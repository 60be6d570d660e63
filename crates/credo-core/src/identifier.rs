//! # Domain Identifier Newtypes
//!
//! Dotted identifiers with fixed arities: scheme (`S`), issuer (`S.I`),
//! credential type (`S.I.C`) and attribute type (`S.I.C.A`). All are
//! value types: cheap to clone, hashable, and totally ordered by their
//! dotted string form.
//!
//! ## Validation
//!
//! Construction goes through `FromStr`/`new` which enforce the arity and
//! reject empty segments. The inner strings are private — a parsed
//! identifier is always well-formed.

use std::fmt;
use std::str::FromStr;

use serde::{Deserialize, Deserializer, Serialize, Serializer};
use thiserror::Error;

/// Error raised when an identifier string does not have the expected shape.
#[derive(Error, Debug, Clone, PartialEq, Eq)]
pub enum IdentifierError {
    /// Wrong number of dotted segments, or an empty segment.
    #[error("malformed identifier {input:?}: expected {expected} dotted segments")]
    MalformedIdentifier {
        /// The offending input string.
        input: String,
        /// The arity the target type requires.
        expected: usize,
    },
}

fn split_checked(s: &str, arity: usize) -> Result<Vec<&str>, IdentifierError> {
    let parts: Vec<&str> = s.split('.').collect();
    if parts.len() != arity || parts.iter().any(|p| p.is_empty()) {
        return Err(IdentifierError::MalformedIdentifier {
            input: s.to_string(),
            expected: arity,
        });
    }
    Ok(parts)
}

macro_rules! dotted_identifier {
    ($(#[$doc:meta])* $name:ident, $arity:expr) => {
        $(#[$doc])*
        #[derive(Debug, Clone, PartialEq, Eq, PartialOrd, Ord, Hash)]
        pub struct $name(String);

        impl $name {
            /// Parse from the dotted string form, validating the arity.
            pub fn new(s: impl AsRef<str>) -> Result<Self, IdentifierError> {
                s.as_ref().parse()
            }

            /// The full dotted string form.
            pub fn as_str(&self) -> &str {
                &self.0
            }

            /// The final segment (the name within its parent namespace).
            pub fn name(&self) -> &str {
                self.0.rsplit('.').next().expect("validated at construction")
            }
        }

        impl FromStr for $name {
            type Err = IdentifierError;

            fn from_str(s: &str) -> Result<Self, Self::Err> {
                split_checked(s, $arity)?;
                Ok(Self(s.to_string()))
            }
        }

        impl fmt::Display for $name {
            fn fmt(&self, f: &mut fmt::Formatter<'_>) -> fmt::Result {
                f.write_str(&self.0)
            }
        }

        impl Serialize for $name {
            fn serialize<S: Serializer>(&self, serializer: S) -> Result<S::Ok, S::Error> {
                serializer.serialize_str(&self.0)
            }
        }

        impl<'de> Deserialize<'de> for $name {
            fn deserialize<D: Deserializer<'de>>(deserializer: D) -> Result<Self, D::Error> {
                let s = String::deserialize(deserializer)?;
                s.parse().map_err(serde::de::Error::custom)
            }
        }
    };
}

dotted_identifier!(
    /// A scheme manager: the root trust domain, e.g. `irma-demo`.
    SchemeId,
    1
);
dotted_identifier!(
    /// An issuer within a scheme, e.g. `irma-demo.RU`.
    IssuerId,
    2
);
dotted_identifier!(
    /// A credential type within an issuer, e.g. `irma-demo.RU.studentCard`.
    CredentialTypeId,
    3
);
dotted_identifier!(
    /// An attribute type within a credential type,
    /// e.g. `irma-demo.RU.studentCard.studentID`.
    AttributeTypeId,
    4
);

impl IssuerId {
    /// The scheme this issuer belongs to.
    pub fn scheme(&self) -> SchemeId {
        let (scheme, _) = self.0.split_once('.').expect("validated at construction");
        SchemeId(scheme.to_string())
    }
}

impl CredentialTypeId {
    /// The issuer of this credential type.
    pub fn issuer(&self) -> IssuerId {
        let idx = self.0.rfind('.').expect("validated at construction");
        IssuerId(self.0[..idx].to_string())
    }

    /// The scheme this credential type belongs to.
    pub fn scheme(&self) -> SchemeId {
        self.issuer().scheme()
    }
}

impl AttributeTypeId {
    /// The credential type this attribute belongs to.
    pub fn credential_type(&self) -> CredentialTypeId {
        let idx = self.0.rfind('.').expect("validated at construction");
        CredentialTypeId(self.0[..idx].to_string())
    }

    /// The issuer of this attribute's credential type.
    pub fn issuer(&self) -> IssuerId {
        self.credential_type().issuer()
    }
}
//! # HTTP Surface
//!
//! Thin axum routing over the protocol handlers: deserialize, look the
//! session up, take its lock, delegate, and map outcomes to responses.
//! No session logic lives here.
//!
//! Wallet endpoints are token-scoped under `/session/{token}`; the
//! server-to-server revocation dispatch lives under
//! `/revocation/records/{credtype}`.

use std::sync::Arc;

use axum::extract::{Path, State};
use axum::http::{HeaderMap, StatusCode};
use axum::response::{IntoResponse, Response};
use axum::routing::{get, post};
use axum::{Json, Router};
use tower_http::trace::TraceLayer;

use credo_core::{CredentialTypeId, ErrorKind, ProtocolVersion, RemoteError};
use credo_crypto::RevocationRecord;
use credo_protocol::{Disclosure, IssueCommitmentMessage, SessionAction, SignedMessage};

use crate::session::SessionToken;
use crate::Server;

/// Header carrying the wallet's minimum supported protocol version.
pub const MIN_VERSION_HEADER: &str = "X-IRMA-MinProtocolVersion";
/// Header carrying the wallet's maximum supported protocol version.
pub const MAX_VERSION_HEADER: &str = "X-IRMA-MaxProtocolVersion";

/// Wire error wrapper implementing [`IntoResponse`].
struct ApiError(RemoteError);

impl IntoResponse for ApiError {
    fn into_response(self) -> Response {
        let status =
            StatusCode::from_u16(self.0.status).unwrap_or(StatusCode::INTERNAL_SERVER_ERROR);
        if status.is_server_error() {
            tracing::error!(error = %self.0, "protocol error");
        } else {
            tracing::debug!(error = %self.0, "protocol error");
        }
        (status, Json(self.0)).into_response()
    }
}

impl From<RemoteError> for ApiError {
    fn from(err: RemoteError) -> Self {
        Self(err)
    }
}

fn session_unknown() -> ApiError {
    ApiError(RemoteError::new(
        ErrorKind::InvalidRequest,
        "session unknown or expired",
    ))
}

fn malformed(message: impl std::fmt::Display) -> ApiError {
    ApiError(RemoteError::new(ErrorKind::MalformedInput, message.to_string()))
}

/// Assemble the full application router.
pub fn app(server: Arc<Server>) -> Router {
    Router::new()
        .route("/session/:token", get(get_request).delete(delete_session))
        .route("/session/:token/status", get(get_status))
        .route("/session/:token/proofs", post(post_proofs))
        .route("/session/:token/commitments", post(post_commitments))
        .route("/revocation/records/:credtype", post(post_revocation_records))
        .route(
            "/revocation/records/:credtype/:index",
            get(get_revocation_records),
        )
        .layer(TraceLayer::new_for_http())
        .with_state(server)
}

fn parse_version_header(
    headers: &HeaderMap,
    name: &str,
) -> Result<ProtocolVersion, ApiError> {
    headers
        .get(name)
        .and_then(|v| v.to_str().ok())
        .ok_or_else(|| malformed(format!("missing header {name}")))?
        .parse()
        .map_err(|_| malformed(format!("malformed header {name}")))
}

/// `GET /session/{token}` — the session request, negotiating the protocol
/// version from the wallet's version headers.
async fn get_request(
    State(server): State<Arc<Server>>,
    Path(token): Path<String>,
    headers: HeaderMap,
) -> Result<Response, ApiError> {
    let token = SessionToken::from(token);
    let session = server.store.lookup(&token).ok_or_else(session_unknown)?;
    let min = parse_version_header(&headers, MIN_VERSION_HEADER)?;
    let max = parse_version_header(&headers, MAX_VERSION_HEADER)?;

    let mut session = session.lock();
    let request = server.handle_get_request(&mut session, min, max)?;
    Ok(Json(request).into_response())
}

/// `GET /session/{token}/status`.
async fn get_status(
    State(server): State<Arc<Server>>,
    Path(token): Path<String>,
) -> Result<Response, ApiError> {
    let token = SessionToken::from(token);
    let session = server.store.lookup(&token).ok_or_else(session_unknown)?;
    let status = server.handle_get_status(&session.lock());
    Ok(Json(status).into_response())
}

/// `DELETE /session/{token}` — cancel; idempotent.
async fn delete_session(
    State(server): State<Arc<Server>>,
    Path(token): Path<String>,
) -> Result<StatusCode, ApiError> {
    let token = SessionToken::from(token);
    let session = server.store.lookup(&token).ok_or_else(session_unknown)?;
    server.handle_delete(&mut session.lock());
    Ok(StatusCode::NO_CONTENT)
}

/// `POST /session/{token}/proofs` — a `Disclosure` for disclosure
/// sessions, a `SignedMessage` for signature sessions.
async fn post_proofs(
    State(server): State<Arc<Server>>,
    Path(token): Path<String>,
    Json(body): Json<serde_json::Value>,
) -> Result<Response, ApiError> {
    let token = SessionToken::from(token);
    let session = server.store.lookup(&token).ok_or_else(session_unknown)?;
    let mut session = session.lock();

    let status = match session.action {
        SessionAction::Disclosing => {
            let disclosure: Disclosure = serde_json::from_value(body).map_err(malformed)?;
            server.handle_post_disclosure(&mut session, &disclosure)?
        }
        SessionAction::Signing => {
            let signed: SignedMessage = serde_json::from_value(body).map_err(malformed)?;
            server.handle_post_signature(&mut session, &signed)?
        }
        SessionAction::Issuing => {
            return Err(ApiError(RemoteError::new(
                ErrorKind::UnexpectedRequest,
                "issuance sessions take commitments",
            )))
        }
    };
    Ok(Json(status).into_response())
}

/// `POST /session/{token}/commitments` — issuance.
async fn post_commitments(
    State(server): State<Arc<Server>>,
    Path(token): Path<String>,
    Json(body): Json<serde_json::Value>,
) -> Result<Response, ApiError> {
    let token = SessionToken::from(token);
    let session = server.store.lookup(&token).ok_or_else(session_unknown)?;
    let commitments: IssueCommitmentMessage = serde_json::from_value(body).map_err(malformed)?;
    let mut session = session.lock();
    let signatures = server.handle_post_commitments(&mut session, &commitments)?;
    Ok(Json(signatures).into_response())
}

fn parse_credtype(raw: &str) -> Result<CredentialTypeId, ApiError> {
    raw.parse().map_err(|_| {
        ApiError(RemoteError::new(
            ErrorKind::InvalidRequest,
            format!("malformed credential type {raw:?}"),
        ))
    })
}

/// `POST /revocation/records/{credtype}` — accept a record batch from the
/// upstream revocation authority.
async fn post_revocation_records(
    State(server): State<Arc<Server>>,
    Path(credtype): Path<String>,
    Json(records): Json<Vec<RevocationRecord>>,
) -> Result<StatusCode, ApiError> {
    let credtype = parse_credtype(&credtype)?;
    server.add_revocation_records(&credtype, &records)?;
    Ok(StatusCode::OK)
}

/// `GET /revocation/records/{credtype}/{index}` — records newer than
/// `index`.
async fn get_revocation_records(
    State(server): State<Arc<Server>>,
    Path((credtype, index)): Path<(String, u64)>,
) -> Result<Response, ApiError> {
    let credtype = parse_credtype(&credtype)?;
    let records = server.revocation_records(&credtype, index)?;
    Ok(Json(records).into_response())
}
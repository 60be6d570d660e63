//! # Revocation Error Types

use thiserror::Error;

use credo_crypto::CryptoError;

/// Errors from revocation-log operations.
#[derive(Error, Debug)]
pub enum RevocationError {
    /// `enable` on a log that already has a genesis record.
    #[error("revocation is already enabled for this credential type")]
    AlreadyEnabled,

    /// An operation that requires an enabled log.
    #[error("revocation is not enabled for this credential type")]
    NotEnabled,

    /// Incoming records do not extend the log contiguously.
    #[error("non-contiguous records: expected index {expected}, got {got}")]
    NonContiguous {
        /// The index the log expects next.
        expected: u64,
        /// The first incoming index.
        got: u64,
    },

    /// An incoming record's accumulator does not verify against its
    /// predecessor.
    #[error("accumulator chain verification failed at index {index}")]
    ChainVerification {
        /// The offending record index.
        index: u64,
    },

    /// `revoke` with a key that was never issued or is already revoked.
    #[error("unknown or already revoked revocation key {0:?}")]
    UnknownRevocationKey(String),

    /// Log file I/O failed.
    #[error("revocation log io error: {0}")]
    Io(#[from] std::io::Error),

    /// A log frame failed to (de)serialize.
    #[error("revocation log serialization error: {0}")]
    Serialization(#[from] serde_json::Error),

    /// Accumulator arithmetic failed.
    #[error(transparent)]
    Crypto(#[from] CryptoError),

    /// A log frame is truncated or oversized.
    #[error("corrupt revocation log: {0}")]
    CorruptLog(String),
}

============

▶ [Task requirements]
From the listing above, collect each line in which the string "axum" appears.

▶ [Answer for the task]
//! Thin axum routing over the protocol handlers: deserialize, look the
use axum::extract::{Path, State};
use axum::http::{HeaderMap, StatusCode};
use axum::response::{IntoResponse, Response};
use axum::routing::{get, post};
use axum::{Json, Router};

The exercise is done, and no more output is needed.